TASK GOAL -
Look for the string "Result" in the data below, and copy each line that holds it.

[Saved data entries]

━━━━━━━━━━━━━━━━

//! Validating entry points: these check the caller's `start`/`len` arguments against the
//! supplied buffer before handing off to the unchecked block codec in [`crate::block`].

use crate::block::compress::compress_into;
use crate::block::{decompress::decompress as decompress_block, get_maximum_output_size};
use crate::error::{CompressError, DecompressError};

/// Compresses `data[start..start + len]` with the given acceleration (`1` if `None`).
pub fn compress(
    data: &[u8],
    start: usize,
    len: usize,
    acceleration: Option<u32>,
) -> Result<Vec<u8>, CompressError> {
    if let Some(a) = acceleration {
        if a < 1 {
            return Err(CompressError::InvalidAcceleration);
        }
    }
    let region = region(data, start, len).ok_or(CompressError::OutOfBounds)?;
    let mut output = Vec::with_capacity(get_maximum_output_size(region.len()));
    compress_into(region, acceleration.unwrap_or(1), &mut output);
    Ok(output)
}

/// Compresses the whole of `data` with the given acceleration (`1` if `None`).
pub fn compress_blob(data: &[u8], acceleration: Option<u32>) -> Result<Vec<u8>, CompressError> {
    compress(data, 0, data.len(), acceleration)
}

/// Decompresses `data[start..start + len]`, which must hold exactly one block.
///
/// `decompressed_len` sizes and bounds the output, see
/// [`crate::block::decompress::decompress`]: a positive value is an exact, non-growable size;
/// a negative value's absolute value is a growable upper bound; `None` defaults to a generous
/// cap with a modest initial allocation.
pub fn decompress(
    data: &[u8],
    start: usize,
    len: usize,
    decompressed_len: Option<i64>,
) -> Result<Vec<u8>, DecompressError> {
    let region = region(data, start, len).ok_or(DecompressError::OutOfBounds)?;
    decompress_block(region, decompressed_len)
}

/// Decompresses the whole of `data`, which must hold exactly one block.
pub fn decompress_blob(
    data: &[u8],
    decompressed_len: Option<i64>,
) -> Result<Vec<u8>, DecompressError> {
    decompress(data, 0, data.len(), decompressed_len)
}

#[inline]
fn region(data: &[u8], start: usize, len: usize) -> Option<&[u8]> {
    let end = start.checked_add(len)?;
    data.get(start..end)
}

━━━━━━━━━━━━━━━━

RESPONSE -
) -> Result<Vec<u8>, CompressError> {
pub fn compress_blob(data: &[u8], acceleration: Option<u32>) -> Result<Vec<u8>, CompressError> {
) -> Result<Vec<u8>, DecompressError> {
) -> Result<Vec<u8>, DecompressError> {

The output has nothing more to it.